• **Problem details**
The line that contains "use stock_governor::allocation::Allocator;" marks the end: retype the data below exactly from its first line through that line.

══ Supplied material ══

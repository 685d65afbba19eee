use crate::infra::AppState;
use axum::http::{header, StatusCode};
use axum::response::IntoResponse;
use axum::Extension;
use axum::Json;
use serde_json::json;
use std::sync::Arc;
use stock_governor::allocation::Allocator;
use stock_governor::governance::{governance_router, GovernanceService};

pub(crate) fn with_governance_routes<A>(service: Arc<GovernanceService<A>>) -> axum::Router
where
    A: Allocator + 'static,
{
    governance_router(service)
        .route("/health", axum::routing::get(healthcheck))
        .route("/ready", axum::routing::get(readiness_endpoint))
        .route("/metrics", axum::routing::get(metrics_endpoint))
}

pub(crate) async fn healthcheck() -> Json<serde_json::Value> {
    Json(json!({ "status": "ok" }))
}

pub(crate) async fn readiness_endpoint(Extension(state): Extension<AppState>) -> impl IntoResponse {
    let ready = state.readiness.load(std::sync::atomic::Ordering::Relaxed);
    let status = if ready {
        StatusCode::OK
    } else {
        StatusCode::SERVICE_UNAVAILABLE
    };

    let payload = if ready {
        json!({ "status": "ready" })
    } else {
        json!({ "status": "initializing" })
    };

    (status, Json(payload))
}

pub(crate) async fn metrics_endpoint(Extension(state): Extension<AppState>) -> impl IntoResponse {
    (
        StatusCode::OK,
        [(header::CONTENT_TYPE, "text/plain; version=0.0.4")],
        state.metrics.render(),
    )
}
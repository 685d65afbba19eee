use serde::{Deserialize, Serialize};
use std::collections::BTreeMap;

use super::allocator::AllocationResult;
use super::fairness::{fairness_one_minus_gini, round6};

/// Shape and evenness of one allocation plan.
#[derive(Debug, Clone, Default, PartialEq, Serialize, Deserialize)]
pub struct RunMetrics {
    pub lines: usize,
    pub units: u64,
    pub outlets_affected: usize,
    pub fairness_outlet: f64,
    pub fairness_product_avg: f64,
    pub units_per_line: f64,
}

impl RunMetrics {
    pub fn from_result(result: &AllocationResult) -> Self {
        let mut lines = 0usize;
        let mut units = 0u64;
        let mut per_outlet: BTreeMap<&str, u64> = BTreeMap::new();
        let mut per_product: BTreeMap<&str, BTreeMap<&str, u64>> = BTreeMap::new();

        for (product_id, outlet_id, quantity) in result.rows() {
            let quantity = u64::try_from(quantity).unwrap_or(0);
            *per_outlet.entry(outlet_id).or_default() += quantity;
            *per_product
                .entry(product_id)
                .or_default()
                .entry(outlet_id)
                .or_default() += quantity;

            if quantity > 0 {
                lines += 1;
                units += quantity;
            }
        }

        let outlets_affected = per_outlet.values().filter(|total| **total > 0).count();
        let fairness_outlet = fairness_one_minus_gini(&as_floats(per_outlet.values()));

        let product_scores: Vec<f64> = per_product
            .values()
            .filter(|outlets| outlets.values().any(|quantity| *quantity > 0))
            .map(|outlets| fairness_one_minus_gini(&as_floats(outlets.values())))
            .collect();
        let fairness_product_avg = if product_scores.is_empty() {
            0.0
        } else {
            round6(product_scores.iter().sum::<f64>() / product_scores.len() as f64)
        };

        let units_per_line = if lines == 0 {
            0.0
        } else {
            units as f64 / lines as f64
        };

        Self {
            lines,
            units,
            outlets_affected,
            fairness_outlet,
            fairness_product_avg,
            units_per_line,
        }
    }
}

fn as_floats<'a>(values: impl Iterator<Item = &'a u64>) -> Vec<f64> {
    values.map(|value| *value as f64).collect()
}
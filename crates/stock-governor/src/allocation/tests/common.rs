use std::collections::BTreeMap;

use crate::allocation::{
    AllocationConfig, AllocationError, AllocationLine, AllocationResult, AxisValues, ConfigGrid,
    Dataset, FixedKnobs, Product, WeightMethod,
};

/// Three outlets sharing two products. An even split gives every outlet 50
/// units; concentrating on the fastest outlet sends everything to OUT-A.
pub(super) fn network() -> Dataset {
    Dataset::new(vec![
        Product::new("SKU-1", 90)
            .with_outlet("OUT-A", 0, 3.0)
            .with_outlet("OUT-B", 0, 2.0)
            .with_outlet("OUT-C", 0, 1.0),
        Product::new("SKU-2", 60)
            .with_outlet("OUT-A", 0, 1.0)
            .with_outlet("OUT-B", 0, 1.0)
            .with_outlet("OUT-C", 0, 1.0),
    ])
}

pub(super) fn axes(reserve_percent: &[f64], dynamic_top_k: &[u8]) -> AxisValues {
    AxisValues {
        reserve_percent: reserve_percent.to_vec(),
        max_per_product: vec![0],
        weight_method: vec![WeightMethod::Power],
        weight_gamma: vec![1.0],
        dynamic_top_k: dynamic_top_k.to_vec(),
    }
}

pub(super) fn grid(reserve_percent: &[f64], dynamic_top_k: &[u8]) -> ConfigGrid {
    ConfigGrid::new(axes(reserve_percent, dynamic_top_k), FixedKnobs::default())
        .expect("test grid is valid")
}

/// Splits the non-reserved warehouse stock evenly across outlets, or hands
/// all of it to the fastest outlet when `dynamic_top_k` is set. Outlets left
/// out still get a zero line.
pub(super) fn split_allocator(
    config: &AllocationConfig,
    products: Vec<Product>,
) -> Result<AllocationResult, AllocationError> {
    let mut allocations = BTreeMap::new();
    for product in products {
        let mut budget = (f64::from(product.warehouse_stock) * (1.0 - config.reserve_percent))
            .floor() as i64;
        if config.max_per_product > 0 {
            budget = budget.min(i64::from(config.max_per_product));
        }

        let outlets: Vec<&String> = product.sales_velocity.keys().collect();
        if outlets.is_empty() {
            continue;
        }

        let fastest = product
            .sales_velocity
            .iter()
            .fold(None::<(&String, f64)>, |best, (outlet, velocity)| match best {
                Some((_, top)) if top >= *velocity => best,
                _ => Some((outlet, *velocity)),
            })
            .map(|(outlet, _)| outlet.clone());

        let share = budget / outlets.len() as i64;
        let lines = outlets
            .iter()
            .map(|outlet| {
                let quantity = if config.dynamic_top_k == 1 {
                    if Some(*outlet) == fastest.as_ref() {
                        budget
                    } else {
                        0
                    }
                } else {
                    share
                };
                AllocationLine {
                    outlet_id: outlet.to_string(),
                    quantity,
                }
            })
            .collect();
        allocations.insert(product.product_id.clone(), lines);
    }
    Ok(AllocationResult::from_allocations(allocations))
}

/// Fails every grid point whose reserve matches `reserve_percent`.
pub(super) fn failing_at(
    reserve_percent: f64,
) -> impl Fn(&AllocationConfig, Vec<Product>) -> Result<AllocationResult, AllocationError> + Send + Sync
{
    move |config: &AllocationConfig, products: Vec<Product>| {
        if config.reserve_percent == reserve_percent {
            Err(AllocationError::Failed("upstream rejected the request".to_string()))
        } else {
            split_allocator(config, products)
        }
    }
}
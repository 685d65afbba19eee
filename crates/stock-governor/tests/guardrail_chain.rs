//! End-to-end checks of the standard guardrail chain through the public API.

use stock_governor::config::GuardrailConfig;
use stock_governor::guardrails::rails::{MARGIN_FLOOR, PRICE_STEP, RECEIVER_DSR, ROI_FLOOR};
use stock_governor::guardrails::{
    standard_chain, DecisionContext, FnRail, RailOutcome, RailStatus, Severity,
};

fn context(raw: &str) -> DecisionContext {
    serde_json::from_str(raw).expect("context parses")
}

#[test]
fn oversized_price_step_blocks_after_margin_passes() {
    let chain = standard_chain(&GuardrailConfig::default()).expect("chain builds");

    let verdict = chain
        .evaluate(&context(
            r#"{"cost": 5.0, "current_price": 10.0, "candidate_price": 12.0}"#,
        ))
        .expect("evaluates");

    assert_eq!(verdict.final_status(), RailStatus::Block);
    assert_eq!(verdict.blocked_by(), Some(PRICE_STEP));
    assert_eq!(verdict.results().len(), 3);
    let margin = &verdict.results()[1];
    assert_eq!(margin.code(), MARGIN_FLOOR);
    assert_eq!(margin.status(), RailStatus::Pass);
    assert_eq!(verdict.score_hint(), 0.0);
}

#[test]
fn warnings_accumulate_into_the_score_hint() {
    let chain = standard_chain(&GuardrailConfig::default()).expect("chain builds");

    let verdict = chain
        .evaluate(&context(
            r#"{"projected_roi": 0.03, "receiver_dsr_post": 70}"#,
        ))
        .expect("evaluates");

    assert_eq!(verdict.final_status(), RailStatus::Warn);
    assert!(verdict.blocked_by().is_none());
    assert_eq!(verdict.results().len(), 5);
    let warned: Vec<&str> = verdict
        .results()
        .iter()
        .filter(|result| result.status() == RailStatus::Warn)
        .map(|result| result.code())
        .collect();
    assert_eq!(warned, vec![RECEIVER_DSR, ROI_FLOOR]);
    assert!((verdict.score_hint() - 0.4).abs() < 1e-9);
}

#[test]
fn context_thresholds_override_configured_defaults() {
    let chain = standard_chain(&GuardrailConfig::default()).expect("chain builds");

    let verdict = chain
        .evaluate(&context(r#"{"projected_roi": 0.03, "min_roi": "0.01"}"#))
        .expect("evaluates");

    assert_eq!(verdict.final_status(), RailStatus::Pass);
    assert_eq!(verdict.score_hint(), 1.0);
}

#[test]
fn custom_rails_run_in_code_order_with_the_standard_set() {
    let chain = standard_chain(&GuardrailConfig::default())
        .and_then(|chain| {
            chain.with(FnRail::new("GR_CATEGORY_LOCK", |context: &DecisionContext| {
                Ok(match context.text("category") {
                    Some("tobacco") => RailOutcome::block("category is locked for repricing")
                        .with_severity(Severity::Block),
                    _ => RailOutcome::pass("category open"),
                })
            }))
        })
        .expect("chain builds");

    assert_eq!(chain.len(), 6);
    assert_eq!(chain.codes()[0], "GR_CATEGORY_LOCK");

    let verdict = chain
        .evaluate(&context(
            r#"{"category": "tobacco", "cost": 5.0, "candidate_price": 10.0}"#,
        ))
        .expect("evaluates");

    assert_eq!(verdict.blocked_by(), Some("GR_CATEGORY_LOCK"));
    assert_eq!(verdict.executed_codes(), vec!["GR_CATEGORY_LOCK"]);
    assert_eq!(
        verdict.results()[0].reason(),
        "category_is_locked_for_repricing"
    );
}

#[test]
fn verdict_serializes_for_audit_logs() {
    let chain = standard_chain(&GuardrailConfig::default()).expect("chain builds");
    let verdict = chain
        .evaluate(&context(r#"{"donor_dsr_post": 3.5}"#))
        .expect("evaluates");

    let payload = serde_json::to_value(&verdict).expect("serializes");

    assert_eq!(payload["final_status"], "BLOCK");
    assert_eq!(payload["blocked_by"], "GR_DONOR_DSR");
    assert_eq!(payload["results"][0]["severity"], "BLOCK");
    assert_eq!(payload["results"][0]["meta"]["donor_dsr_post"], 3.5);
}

═══

• **Reply**
repository 685d65afbba19eee
use crate::infra::AppState;
use axum::http::{header, StatusCode};
use axum::response::IntoResponse;
use axum::Extension;
use axum::Json;
use serde_json::json;
use std::sync::Arc;
use stock_governor::allocation::Allocator;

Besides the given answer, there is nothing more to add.